*ABOUT THIS TASK*:
Across the entries below, please work out how many lines contain the string "TypeName" and give only the number.

Stored records
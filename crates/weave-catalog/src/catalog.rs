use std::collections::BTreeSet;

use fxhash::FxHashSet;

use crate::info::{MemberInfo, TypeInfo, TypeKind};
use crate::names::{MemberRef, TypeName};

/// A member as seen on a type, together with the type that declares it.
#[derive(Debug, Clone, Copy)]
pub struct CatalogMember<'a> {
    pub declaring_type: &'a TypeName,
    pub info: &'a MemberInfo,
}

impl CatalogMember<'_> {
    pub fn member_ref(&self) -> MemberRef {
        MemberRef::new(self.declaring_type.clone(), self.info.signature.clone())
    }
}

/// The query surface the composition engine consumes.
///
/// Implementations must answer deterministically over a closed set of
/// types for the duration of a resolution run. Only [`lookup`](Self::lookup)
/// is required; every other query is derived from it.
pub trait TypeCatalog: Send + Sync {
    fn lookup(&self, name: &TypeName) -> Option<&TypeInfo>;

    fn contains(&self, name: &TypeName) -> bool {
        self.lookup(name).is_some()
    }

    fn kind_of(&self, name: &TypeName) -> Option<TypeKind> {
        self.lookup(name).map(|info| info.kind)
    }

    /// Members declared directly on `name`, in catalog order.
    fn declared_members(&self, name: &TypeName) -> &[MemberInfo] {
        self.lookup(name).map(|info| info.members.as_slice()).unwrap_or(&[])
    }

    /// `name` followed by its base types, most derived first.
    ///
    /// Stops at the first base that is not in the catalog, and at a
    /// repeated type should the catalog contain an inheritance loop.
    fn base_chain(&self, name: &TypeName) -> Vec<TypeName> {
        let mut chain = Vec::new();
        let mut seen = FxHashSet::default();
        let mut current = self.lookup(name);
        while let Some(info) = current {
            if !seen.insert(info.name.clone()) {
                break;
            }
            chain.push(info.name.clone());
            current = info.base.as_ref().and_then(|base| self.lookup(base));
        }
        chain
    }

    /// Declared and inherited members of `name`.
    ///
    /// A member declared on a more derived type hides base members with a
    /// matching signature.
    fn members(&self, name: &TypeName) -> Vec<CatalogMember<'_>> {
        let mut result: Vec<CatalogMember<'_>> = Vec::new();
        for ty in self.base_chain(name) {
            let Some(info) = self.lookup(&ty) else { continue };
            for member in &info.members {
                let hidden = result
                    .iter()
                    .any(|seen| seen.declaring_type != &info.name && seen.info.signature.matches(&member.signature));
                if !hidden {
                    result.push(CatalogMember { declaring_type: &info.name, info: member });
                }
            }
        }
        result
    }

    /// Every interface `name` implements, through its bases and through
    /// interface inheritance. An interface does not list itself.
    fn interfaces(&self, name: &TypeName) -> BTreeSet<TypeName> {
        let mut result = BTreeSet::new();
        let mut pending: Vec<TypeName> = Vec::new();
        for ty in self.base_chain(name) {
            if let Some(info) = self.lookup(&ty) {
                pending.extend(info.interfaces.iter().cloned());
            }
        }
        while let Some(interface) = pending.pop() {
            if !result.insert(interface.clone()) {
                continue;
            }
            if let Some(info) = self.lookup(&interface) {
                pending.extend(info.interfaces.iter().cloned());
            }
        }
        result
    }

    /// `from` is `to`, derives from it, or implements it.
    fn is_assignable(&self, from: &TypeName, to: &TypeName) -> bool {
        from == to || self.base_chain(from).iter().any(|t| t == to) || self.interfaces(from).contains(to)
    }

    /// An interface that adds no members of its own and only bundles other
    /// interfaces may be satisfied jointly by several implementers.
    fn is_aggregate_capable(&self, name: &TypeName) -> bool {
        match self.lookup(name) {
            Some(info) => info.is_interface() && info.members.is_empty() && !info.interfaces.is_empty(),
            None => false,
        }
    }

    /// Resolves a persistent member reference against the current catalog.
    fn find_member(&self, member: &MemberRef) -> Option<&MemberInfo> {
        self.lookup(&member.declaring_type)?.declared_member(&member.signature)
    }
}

*RESPONSE AREA*:
12